=== Aim of the exercise ===
Pull out every line below that contains the word "whole".

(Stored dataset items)
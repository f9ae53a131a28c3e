//! Best-effort extraction of point lists from boundary fields.
//!
//! Boundary data arrives under several schema shapes (`main_boundary`,
//! `simplified_coordinates`, `sample_coordinates`, representative
//! `coordinates`), all of which are arrays of raw pairs. Entries that cannot
//! be read are dropped without failing the whole boundary.

use carbon_map_geometry_models::LatLng;

use crate::normalize::normalize_raw;

/// Parses an array of raw coordinate pairs into canonical points.
///
/// Returns an empty list when `value` is not an array. Unreadable entries
/// are skipped; surviving points keep their source order.
#[must_use]
pub fn parse_boundary(value: &serde_json::Value) -> Vec<LatLng> {
    let Some(entries) = value.as_array() else {
        return Vec::new();
    };

    let points: Vec<LatLng> = entries
        .iter()
        .filter_map(|entry| normalize_raw(entry).ok())
        .collect();

    let dropped = entries.len() - points.len();
    if dropped > 0 {
        log::debug!(
            "Dropped {dropped} of {} unreadable boundary coordinates",
            entries.len()
        );
    }

    points
}

/// Parses the first candidate field that is present and non-null.
///
/// Mirrors the way representative boundaries are read: a present
/// `coordinates` field wins over `sample_coordinates` even if it yields no
/// points. Returns `None` when no candidate is present.
#[must_use]
pub fn first_present_boundary<'a>(
    candidates: impl IntoIterator<Item = Option<&'a serde_json::Value>>,
) -> Option<Vec<LatLng>> {
    candidates
        .into_iter()
        .flatten()
        .find(|value| !value.is_null())
        .map(parse_boundary)
}
//! Number formatting for detail rows and dashboard figures.

/// Formats a number with thousands separators and at most three fraction
/// digits (`1234567.5` -> `"1,234,567.5"`).
#[must_use]
pub fn format_number(n: f64) -> String {
    format_grouped(n, 3)
}

/// Formats hectares compactly: `"1.2M ha"`, `"45k ha"` or `"950 ha"`.
#[must_use]
pub fn format_area_ha(hectares: f64) -> String {
    if hectares >= 1_000_000.0 {
        format!("{:.1}M ha", hectares / 1_000_000.0)
    } else if hectares >= 1_000.0 {
        format!("{:.0}k ha", hectares / 1_000.0)
    } else {
        format!("{} ha", format_number(hectares))
    }
}

/// Formats square kilometers rounded to whole units: `"3,450 km²"`.
#[must_use]
pub fn format_area_km2(km2: f64) -> String {
    format!("{} km²", format_grouped(km2, 0))
}

/// Formats a USD amount: `"$1,250,000"`.
#[must_use]
pub fn format_money(usd: f64) -> String {
    format!("${}", format_number(usd))
}

/// Formats a large count in millions with one decimal: `"3.2M"`.
#[must_use]
pub fn format_millions(n: f64) -> String {
    format!("{:.1}M", n / 1_000_000.0)
}

fn format_grouped(n: f64, max_fraction_digits: usize) -> String {
    if !n.is_finite() {
        return n.to_string();
    }

    let fixed = format!("{:.*}", max_fraction_digits, n.abs());
    let (int_part, frac_part) = fixed.split_once('.').unwrap_or((fixed.as_str(), ""));
    let frac_part = frac_part.trim_end_matches('0');

    let mut grouped = String::with_capacity(int_part.len() + int_part.len() / 3);
    for (i, c) in int_part.chars().enumerate() {
        if i > 0 && (int_part.len() - i) % 3 == 0 {
            grouped.push(',');
        }
        grouped.push(c);
    }

    let is_zero = int_part.chars().all(|c| c == '0') && frac_part.is_empty();
    let sign = if n < 0.0 && !is_zero { "-" } else { "" };

    if frac_part.is_empty() {
        format!("{sign}{grouped}")
    } else {
        format!("{sign}{grouped}.{frac_part}")
    }
}
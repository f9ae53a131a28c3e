//! Name-based pairing of records from the two source documents.
//!
//! Names are compared after lower-casing and removing all whitespace, and
//! a pair matches on equality or on containment in either direction, so
//! `"Sera"` pairs with `"Sera Conservancy"`. The first primary record that
//! matches wins; there is no global assignment.

use carbon_map_project_models::Conservancy;

/// A record that can be paired with its counterpart by name.
pub trait NamedRecord {
    /// The name used for matching, or an empty string.
    fn match_name(&self) -> &str;
}

impl NamedRecord for Conservancy {
    fn match_name(&self) -> &str {
        non_empty(self.short_name.as_deref())
            .or_else(|| non_empty(self.name.as_deref()))
            .unwrap_or_default()
    }
}

/// Lower-cases `name` and strips every whitespace character.
#[must_use]
pub fn normalize_name(name: &str) -> String {
    name.chars()
        .filter(|c| !c.is_whitespace())
        .flat_map(char::to_lowercase)
        .collect()
}

/// Whether two names refer to the same area.
///
/// An empty normalized name never matches.
#[must_use]
pub fn names_match(a: &str, b: &str) -> bool {
    let a = normalize_name(a);
    let b = normalize_name(b);
    // Every name contains the empty string, so it would pair with the first record.
    if a.is_empty() || b.is_empty() {
        return false;
    }
    a == b || a.contains(&b) || b.contains(&a)
}

/// Finds the first primary record whose name matches `comprehensive`.
#[must_use]
pub fn find_match<'a, T: NamedRecord>(primary: &'a [T], comprehensive: &T) -> Option<&'a T> {
    let key = comprehensive.match_name();
    primary.iter().find(|p| names_match(p.match_name(), key))
}

/// Returns the primary record matching `comprehensive`, or `comprehensive`
/// itself when nothing matches.
#[must_use]
pub fn merge_record<'a, T: NamedRecord>(primary: &'a [T], comprehensive: &'a T) -> &'a T {
    let Some(matched) = find_match(primary, comprehensive) else {
        log::debug!(
            "No primary record matches '{}', using comprehensive record",
            comprehensive.match_name()
        );
        return comprehensive;
    };
    matched
}

fn non_empty(s: Option<&str>) -> Option<&str> {
    s.filter(|s| !s.is_empty())
}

=== Response for this exercise ===
//! be read are dropped without failing the whole boundary.
/// Formats square kilometers rounded to whole units: `"3,450 km²"`.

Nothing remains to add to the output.